- WHAT IS BEING ASKED
Scan the material and copy out each line where the word "Instant" occurs.

- MATERIAL PROVIDED
━━━━━━━━

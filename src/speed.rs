//! 下载速度计
//!
//! 聚合所有分块 worker 上报的字节数，在滑动窗口内计算瞬时吞吐。
//! 可暂停：暂停时丢弃窗口内的采样并停止接收新采样，读数归零。

use parking_lot::Mutex;
use std::collections::VecDeque;
use std::time::{Duration, Instant};

/// 滑动窗口速度计
///
/// 多个 worker 并发上报字节数是安全的；窗口外的采样在上报和读数时
/// 惰性淘汰。
pub struct SpeedMeter {
    window: Duration,
    inner: Mutex<MeterState>,
}

struct MeterState {
    paused: bool,
    /// (采样时刻, 字节数)
    samples: VecDeque<(Instant, u64)>,
}

impl SpeedMeter {
    /// 创建速度计
    ///
    /// # Arguments
    ///
    /// * `window` - 滑动窗口宽度
    ///
    /// 新建的速度计处于暂停状态，随 `FileDownloader::start` 启动
    pub fn new(window: Duration) -> Self {
        Self {
            window,
            inner: Mutex::new(MeterState {
                paused: true,
                samples: VecDeque::new(),
            }),
        }
    }

    /// 恢复计量
    pub fn start(&self) {
        self.inner.lock().paused = false;
    }

    /// 暂停计量并清空窗口，读数立即归零
    pub fn pause(&self) {
        let mut state = self.inner.lock();
        state.paused = true;
        state.samples.clear();
    }

    /// worker 上报下载的字节数
    pub fn record(&self, bytes: u64) {
        let now = Instant::now();
        let mut state = self.inner.lock();
        if state.paused {
            return;
        }
        Self::evict(&mut state.samples, now, self.window);
        state.samples.push_back((now, bytes));
    }

    /// 当前吞吐（bytes/s）
    pub fn speed(&self) -> u64 {
        let now = Instant::now();
        let mut state = self.inner.lock();
        if state.paused {
            return 0;
        }
        Self::evict(&mut state.samples, now, self.window);
        let total: u64 = state.samples.iter().map(|(_, bytes)| bytes).sum();
        (total as f64 / self.window.as_secs_f64()) as u64
    }

    fn evict(samples: &mut VecDeque<(Instant, u64)>, now: Instant, window: Duration) {
        while let Some((stamp, _)) = samples.front() {
            if now.duration_since(*stamp) > window {
                samples.pop_front();
            } else {
                break;
            }
        }
    }
}
impl Moderator {
    async fn run(mut self, mut jobs: UnboundedReceiver<ModeratorJob>) {
        debug!("{} 任务启动", MODERATOR_TASK_NAME);
        while let Some(job) = jobs.recv().await {
            match job {
                ModeratorJob::SpawnPass => self.spawn_pass().await,
                ModeratorJob::InterruptAll => self.interrupt_all().await,
                ModeratorJob::Cleanup { task_id } => self.cleanup_task(task_id).await,
                ModeratorJob::ChunkFinished {
                    task_id,
                    chunk_id,
                    instance,
                } => {
                    debug!("chunk-{} 完成，移出注册表 (task-{})", chunk_id, task_id);
                    self.remove_if_current(WorkerKey::Chunk(chunk_id), instance);
                    if self.is_running() {
                        self.spawn_pass().await;
                    }
                }
                ModeratorJob::ChunkError {
                    task_id,
                    chunk_id,
                    instance,
                    reason,
                } => {
                    error!("chunk-{} 失败: {} (task-{})", chunk_id, reason, task_id);
                    self.remove_if_current(WorkerKey::Chunk(chunk_id), instance);
                    // 分块失败 ⇒ 整个任务失败，连带取消其余分块
                    self.fail_task(task_id, &reason);
                    self.cleanup_task(task_id).await;
                    if self.is_running() {
                        self.spawn_pass().await;
                    }
                }
                ModeratorJob::ChunkInterrupted { chunk_id, instance } => {
                    debug!("chunk-{} 被中断", chunk_id);
                    self.remove_if_current(WorkerKey::Chunk(chunk_id), instance);
                }
                ModeratorJob::MergeFinished { task_id, instance } => {
                    self.remove_if_current(WorkerKey::Merge(task_id), instance);
                    self.finish_task(task_id).await;
                    if self.is_running() {
                        self.spawn_pass().await;
                    }
                }
                ModeratorJob::MergeError {
                    task_id,
                    instance,
                    reason,
                } => {
                    error!("task-{} 合并失败: {}", task_id, reason);
                    self.remove_if_current(WorkerKey::Merge(task_id), instance);
                    self.fail_task(task_id, &reason);
                    self.cleanup_task(task_id).await;
                    if self.is_running() {
                        self.spawn_pass().await;
                    }
                }
                ModeratorJob::MergeInterrupted { task_id, instance } => {
                    debug!("task-{} 合并被中断", task_id);
                    self.remove_if_current(WorkerKey::Merge(task_id), instance);
                }
                ModeratorJob::Release { ack } => {
                    self.interrupt_all().await;
                    self.tasks.release();
                    let _ = ack.send(());
                    break;
                }
            }
        }
        debug!("{} 任务退出", MODERATOR_TASK_NAME);
    }

    fn is_running(&self) -> bool {
        self.control.is_running()
    }

    fn max_workers(&self) -> usize {
        self.control.max_workers()
    }

    /// 一轮调度：遍历未终结任务，初始化、派生 worker、拆分
    ///
    /// 未在运行时整体空转；注册表按键去重保证重入幂等
    async fn spawn_pass(&mut self) {
        if !self.is_running() {
            return;
        }
        for task in self.tasks.undone_tasks() {
            if !self.is_running() {
                return;
            }
            let task = if task.state() == TaskState::Idle {
                match self.init_task(&task).await {
                    Ok(ready) => ready,
                    Err(e) => {
                        let reason = format!("Failed to read content length: {e:#}");
                        error!("task-{} 初始化失败: {}", task.id(), reason);
                        self.fail_task(task.id(), &reason);
                        continue;
                    }
                }
            } else {
                task
            };

            if self.registry.len() < self.max_workers() {
                let chunks = self.tasks.chunks_of_task(task.id());
                if chunks.iter().all(|c| c.is_finished()) {
                    let merging = if task.state() == TaskState::Merging {
                        task
                    } else {
                        let t = self.tasks.update_task(task.with_state(TaskState::Merging));
                        self.dispatcher.task_updated(&t);
                        t
                    };
                    self.spawn_merge_worker(&merging, &chunks);
                } else {
                    self.spawn_chunk_workers(&task, &chunks);
                    self.split_large_chunks(&task);
                }
            }
        }
    }

    /// 任务初始化：探测长度、规划分块、Idle → Waiting
    async fn init_task(&mut self, task: &Task) -> anyhow::Result<Task> {
        debug!("初始化 task-{}...", task.id());
        // 清掉可能残留的旧分块记录
        self.tasks.remove_chunks_of_task(task.id());

        let mut task = task.clone();
        let length = match task.length() {
            Some(length) => length,
            None => {
                let length = self.http.fetch_content_length(&task).await?;
                task = task.with_length(length);
                length
            }
        };

        if !task.is_resumable() || length == 0 {
            // 只会有一个 worker 服务这个"整文件"分块
            self.tasks.insert_chunk(Chunk::new(task.id(), None));
        } else {
            let mut count: u64 = 1;
            while count < u64::from(task.max_chunks())
                && length / (count + 1) > self.min_chunk_length
            {
                count += 1;
            }
            let per_chunk = length / count;
            for i in 0..count - 1 {
                self.tasks.insert_chunk(Chunk::new(
                    task.id(),
                    Some((i * per_chunk, (i + 1) * per_chunk - 1)),
                ));
            }
            self.tasks.insert_chunk(Chunk::new(
                task.id(),
                Some(((count - 1) * per_chunk, length - 1)),
            ));
            debug!("task-{} 规划为 {} 个分块，共 {} 字节", task.id(), count, length);
        }

        let ready = self.tasks.update_task(task.with_state(TaskState::Waiting));
        self.dispatcher.task_updated(&ready);
        Ok(ready)
    }

    /// 为任务的未完成分块补齐 worker，直到全局预算耗尽
    fn spawn_chunk_workers(&mut self, task: &Task, chunks: &[Chunk]) {
        for chunk in chunks {
            if !self.is_running() {
                return;
            }
            if chunk.is_finished() {
                continue;
            }
            if self.registry.len() >= self.max_workers() {
                break;
            }
            self.spawn_chunk_worker(task, chunk);
        }
    }

    fn spawn_chunk_worker(&mut self, task: &Task, chunk: &Chunk) {
        let key = WorkerKey::Chunk(chunk.id());
        if self.registry.contains_key(&key) {
            return;
        }
        self.next_instance += 1;
        let instance = self.next_instance;
        let span = Arc::new(ChunkSpan::new(chunk));
        let token = CancellationToken::new();
        let worker = ChunkWorker::new(
            task.clone(),
            chunk.clone(),
            self.files.chunk_file_path(task, chunk.id()),
            Arc::clone(&self.http),
            Arc::clone(&self.tasks),
            Arc::clone(&self.files),
            Arc::clone(&self.speed),
            Arc::clone(&span),
            token.clone(),
            WorkerSink::new(self.sink.clone(), instance),
        );
        debug!("启动 {} (task-{})", key, task.id());
        let join = tokio::spawn(worker.run());
        self.registry.insert(
            key,
            WorkerHandle {
                task_id: task.id(),
                instance,
                span: Some(span),
                token,
                join,
            },
        );
    }

    fn spawn_merge_worker(&mut self, task: &Task, chunks: &[Chunk]) {
        let key = WorkerKey::Merge(task.id());
        if self.registry.contains_key(&key) {
            return;
        }
        // 拆分出的分块 ID 更大但偏移靠中间，必须按起始偏移拼接
        let mut ordered: Vec<&Chunk> = chunks.iter().collect();
        ordered.sort_by_key(|c| (c.range().map(|(begin, _)| begin).unwrap_or(0), c.id()));
        let sources = ordered
            .iter()
            .map(|c| self.files.chunk_file_path(task, c.id()))
            .collect();

        self.next_instance += 1;
        let instance = self.next_instance;
        let token = CancellationToken::new();
        let worker = MergeWorker::new(
            task.clone(),
            sources,
            Arc::clone(&self.files),
            token.clone(),
            WorkerSink::new(self.sink.clone(), instance),
        );
        debug!("启动 {} (task-{})", key, task.id());
        let join = tokio::spawn(worker.run());
        self.registry.insert(
            key,
            WorkerHandle {
                task_id: task.id(),
                instance,
                span: None,
                token,
                join,
            },
        );
    }

    /// 运行中拆分：总是拆剩余字节最多的分块，拆一个加一条连接，
    /// 直到预算耗尽或最大的分块都拆不动
    fn split_large_chunks(&mut self, task: &Task) {
        if !task.is_resumable() {
            return;
        }
        // 快照该任务当前的分块 worker；并发到来的终结事件排在本轮
        // 之后处理，不影响遍历
        let mut running: Vec<(ChunkId, Arc<ChunkSpan>)> = self
            .registry
            .iter()
            .filter_map(|(key, handle)| {
                if handle.task_id != task.id() {
                    return None;
                }
                match (key, handle.span.as_ref()) {
                    (WorkerKey::Chunk(chunk_id), Some(span)) => {
                        Some((*chunk_id, Arc::clone(span)))
                    }
                    _ => None,
                }
            })
            .collect();

        let global_headroom = self.max_workers().saturating_sub(self.registry.len());
        let task_headroom = task
            .max_parallel_connections()
            .saturating_sub(running.len());
        let mut budget = global_headroom.min(task_headroom);
        if budget == 0 {
            return;
        }

        running.sort_by(|a, b| b.1.remaining().cmp(&a.1.remaining()));
        for (chunk_id, span) in running {
            match span.split(self.min_chunk_length) {
                Some((begin, end)) => {
                    self.tasks.set_chunk_end(chunk_id, begin - 1);
                    let tail = self
                        .tasks
                        .insert_chunk(Chunk::new(task.id(), Some((begin, end))));
                    debug!(
                        "chunk-{} 拆分出 chunk-{} [{}, {}] (task-{})",
                        chunk_id,
                        tail.id(),
                        begin,
                        end,
                        task.id()
                    );
                    self.spawn_chunk_worker(task, &tail);
                    budget -= 1;
                    if budget == 0 {
                        return;
                    }
                }
                // 最大的分块都拆不动，更小的更不值得拆
                None => return,
            }
        }
    }

    /// 只在实例号匹配时移出注册表，过期 worker 的事件不碰新句柄
    fn remove_if_current(&mut self, key: WorkerKey, instance: u64) {
        if self
            .registry
            .get(&key)
            .is_some_and(|handle| handle.instance == instance)
        {
            self.registry.remove(&key);
        }
    }

    /// 中断全部 worker 并等待退出，然后清空注册表
    ///
    /// 等待退出保证排在后面的调度作业看到的是完全停下来的世界，
    /// 新旧 worker 不会同时往一个溢写文件里写
    async fn interrupt_all(&mut self) {
        if self.registry.is_empty() {
            return;
        }
        debug!("中断 {} 个 worker", self.registry.len());
        for handle in self.registry.values() {
            handle.token.cancel();
        }
        for (_, handle) in self.registry.drain() {
            let _ = handle.join.await;
        }
    }

    /// 任务失败（终态吸收：已终结的任务不受影响）
    fn fail_task(&self, task_id: TaskId, reason: &str) {
        let Some(task) = self.tasks.find_task(task_id) else {
            return;
        };
        if task.state().is_terminal() {
            return;
        }
        let failed = self
            .tasks
            .update_task(task.with_state_message(TaskState::Failed, reason));
        self.dispatcher.task_failed(&failed);
    }

    /// 合并成功：Merging → Finished，清理溢写文件和分块记录
    async fn finish_task(&mut self, task_id: TaskId) {
        let Some(task) = self.tasks.find_task(task_id) else {
            return;
        };
        if task.state().is_terminal() {
            return;
        }
        let chunks = self.tasks.chunks_of_task(task_id);
        let finished = self
            .tasks
            .update_task(task.with_state_message(TaskState::Finished, "Successful"));
        info!(
            "task-{} 下载完成: {}",
            task_id,
            finished.save_path().display()
        );
        self.dispatcher.task_finished(&finished);
        for chunk in &chunks {
            let path = self.files.chunk_file_path(&finished, chunk.id());
            if let Err(e) = self.files.delete(&path).await {
                warn!("删除溢写文件失败: {e:#}");
            }
        }
        self.tasks.remove_chunks_of_task(task_id);
    }

    /// 取消清理：中断并等待该任务的全部 worker，删除溢写文件和分块记录
    async fn cleanup_task(&mut self, task_id: TaskId) {
        let keys: Vec<WorkerKey> = self
            .registry
            .iter()
            .filter(|(_, handle)| handle.task_id == task_id)
            .map(|(key, _)| *key)
            .collect();
        for key in keys {
            if let Some(handle) = self.registry.remove(&key) {
                debug!("中断并等待 {} (task-{})", key, task_id);
                handle.token.cancel();
                let _ = handle.join.await;
            }
        }

        if let Some(task) = self.tasks.find_task(task_id) {
            for chunk in self.tasks.chunks_of_task(task_id) {
                let path = self.files.chunk_file_path(&task, chunk.id());
                if let Err(e) = self.files.delete(&path).await {
                    warn!("删除溢写文件失败: {e:#}");
                }
            }
        }
        self.tasks.remove_chunks_of_task(task_id);
    }
}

━━━━━━━━

- SOLUTION
use std::time::{Duration, Instant};
    samples: VecDeque<(Instant, u64)>,
        let now = Instant::now();
        let now = Instant::now();
    fn evict(samples: &mut VecDeque<(Instant, u64)>, now: Instant, window: Duration) {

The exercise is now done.